→ THE TASK
With the material below, print exactly the lines between the line holding "prop_assert_eq!(apply_edit(&mut session, edit), apply_edit(&mut" and the line holding "Address, scope: Address", inclusive. Add nothing else.

→ RECORDS FOR THE TASK
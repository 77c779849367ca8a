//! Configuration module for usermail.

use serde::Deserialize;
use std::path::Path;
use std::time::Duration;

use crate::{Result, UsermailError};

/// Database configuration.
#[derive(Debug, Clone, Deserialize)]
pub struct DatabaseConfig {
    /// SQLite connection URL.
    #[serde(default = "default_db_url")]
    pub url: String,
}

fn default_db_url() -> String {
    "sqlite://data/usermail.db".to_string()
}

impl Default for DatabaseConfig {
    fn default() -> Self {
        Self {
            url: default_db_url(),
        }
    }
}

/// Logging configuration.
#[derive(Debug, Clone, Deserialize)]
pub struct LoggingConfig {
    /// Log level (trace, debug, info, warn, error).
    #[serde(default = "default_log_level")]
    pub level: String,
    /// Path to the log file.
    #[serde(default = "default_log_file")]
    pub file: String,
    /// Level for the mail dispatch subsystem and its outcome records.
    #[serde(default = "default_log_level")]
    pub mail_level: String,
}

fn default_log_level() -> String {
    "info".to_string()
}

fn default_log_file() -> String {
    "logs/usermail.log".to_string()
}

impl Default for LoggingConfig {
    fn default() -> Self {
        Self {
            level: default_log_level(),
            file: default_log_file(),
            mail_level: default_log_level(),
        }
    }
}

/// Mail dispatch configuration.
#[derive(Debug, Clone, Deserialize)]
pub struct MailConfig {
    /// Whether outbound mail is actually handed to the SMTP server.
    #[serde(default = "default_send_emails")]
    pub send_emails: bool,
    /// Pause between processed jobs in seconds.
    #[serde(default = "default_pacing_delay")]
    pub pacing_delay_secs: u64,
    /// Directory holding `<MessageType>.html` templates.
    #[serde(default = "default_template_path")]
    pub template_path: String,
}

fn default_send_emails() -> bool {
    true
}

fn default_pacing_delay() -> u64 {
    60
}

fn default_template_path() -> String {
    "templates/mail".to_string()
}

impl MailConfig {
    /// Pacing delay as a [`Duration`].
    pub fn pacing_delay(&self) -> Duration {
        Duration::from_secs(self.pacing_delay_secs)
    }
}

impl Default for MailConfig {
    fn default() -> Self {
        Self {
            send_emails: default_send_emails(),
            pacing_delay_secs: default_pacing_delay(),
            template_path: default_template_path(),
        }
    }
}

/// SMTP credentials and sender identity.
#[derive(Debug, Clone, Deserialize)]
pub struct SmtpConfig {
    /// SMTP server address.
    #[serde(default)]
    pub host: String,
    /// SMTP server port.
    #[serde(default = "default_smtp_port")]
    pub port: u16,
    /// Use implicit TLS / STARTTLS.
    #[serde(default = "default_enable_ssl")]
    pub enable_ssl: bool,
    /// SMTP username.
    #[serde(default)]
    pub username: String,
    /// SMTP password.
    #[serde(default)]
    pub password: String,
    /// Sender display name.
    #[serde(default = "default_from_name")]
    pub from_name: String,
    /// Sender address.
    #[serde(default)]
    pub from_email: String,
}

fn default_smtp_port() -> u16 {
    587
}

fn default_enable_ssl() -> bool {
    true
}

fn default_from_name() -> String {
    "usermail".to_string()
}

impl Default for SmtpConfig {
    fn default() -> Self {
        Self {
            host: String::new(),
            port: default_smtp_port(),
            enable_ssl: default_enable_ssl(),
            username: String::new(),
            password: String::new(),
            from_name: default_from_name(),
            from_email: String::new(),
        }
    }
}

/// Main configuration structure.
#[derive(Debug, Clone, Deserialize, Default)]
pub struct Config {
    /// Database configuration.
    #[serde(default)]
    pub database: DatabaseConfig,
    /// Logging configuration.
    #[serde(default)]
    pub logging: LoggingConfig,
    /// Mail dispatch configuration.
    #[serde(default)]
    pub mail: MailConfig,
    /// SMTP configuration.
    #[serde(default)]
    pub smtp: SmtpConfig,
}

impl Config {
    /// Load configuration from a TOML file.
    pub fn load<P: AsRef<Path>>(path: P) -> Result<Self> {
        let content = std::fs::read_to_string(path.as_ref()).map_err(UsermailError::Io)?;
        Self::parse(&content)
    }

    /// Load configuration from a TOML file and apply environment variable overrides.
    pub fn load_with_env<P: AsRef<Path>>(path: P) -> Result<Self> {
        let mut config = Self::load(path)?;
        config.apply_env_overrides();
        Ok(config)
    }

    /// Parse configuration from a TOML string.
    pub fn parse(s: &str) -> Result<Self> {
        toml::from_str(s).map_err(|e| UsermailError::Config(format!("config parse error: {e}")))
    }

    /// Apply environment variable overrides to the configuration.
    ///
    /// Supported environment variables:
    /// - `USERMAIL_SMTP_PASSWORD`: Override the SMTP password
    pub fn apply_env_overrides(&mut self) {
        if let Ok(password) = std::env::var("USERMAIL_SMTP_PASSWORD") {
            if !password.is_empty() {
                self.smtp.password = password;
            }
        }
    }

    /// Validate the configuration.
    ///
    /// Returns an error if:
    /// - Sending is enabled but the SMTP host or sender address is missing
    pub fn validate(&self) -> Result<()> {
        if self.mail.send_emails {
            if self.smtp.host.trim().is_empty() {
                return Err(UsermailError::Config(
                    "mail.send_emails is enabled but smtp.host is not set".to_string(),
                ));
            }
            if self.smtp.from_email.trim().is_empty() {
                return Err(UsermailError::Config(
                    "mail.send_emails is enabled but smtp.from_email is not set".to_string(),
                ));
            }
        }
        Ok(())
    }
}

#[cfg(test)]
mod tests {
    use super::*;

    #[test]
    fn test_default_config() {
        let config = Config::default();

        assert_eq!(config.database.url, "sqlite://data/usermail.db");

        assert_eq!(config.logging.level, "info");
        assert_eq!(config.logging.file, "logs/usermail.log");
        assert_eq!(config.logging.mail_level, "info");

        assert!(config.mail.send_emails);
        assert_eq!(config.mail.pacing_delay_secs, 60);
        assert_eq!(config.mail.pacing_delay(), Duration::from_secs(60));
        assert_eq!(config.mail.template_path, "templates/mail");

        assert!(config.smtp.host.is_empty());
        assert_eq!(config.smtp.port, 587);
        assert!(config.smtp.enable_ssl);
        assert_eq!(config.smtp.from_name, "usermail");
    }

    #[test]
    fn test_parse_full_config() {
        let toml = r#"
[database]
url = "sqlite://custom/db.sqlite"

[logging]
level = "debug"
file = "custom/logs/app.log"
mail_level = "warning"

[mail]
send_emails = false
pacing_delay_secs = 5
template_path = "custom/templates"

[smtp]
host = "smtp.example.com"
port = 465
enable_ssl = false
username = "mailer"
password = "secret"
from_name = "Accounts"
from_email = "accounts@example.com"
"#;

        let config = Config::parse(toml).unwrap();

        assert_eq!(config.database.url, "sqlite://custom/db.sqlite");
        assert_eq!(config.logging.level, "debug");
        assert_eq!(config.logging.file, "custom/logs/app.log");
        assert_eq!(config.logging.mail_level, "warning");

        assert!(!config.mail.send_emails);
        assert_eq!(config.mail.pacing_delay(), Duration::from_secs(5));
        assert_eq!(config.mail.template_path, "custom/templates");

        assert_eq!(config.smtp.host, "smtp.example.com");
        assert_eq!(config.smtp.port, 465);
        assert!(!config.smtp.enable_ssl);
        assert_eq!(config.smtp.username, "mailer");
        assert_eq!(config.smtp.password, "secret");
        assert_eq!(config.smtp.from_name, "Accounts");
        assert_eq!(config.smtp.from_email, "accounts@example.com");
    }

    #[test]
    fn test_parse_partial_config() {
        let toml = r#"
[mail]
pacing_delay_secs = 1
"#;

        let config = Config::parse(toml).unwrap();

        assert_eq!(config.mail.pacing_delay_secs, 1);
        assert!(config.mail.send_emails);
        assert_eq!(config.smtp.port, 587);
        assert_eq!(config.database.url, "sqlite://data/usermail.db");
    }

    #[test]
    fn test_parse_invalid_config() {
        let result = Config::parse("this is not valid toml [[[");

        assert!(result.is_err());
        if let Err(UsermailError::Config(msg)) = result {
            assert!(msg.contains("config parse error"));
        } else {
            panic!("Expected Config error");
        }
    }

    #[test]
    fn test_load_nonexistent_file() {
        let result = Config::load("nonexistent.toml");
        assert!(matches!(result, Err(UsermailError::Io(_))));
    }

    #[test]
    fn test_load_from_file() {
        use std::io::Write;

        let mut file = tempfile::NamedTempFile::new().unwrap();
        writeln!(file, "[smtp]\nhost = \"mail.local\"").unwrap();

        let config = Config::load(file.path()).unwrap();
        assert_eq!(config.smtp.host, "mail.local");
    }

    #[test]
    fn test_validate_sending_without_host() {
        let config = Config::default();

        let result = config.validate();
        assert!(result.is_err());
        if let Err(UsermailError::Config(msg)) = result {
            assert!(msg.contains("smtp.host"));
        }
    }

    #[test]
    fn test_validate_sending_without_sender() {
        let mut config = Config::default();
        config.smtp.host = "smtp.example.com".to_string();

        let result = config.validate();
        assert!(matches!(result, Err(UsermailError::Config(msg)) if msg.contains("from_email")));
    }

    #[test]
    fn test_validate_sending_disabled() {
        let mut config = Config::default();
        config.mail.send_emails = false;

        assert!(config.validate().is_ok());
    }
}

* * *

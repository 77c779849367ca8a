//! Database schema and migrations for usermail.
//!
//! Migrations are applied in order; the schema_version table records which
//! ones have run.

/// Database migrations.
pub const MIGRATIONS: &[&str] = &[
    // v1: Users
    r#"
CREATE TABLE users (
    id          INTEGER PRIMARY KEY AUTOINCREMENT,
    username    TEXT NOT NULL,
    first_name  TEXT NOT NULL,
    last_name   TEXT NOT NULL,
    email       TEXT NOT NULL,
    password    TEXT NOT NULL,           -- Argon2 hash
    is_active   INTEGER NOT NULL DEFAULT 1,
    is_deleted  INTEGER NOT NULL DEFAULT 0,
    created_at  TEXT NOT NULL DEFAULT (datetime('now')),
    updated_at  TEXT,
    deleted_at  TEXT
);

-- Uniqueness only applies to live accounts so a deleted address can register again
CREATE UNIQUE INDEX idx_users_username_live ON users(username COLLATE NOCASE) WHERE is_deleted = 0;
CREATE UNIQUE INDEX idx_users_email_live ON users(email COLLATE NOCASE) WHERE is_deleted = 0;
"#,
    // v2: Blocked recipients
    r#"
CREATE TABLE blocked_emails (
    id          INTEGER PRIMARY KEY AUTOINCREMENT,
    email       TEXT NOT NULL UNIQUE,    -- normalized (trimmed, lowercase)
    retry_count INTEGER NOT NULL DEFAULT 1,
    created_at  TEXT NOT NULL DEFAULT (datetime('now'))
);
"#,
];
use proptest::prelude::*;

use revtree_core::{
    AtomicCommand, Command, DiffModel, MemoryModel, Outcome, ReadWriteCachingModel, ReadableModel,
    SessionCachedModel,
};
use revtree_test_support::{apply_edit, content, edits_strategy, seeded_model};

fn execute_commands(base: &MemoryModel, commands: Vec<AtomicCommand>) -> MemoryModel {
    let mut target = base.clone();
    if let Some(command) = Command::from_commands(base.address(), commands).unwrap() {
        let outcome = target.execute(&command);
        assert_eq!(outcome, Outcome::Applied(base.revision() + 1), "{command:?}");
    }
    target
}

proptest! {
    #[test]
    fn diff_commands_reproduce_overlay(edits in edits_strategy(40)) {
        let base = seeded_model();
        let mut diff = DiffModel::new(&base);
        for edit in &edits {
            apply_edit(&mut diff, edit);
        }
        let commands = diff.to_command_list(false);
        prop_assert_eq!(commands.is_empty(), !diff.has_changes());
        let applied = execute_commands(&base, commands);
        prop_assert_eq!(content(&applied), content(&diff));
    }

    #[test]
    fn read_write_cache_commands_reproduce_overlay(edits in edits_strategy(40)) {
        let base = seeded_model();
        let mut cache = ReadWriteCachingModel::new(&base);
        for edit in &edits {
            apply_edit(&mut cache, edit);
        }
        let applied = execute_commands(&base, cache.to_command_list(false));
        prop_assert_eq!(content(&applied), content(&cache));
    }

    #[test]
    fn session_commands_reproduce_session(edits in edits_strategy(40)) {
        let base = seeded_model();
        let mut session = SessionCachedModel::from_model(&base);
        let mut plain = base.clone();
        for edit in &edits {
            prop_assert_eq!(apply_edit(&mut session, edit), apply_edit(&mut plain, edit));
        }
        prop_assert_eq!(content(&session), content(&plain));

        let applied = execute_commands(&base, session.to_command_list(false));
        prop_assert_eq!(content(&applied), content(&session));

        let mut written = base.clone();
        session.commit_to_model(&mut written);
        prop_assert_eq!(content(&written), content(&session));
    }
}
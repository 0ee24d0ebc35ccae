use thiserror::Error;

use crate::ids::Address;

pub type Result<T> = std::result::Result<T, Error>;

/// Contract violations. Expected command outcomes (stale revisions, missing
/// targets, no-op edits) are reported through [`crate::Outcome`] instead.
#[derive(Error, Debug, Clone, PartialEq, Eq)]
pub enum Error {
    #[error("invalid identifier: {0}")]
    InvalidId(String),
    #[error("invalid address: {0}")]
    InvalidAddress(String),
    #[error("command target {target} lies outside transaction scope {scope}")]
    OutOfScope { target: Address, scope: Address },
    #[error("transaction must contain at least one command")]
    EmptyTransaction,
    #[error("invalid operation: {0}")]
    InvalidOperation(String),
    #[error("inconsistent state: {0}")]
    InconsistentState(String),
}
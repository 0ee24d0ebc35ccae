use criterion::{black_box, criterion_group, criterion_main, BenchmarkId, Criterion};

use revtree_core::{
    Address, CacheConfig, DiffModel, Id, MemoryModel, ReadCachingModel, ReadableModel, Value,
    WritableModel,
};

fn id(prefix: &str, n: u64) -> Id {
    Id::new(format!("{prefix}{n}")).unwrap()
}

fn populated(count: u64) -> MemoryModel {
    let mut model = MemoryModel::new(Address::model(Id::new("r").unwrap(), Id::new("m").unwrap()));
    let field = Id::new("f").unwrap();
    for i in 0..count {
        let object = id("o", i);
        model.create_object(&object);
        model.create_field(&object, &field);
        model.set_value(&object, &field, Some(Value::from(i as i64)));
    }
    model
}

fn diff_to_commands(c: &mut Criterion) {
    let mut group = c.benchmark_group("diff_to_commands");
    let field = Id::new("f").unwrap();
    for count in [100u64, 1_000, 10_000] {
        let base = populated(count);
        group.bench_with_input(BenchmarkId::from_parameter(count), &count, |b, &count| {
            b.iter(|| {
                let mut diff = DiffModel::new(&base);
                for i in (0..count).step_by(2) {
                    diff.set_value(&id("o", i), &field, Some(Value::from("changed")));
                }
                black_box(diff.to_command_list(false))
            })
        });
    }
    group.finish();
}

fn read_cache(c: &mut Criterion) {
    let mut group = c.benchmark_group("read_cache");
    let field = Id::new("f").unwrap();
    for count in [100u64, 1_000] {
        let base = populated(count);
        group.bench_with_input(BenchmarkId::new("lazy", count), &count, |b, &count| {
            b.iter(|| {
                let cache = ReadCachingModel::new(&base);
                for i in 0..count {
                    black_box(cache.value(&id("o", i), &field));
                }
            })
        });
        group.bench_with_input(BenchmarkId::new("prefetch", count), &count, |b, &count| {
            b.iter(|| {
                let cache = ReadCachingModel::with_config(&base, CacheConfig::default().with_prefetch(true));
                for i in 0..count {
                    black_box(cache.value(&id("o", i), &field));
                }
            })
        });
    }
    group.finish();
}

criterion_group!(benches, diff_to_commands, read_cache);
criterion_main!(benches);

→ TASK RESPONSE
            prop_assert_eq!(apply_edit(&mut session, edit), apply_edit(&mut plain, edit));
        }
        prop_assert_eq!(content(&session), content(&plain));

        let applied = execute_commands(&base, session.to_command_list(false));
        prop_assert_eq!(content(&applied), content(&session));

        let mut written = base.clone();
        session.commit_to_model(&mut written);
        prop_assert_eq!(content(&written), content(&session));
    }
}
repository 0ee24d0ebc35ccae
use thiserror::Error;

use crate::ids::Address;

pub type Result<T> = std::result::Result<T, Error>;

/// Contract violations. Expected command outcomes (stale revisions, missing
/// targets, no-op edits) are reported through [`crate::Outcome`] instead.
#[derive(Error, Debug, Clone, PartialEq, Eq)]
pub enum Error {
    #[error("invalid identifier: {0}")]
    InvalidId(String),
    #[error("invalid address: {0}")]
    InvalidAddress(String),
    #[error("command target {target} lies outside transaction scope {scope}")]
    OutOfScope { target: Address, scope: Address },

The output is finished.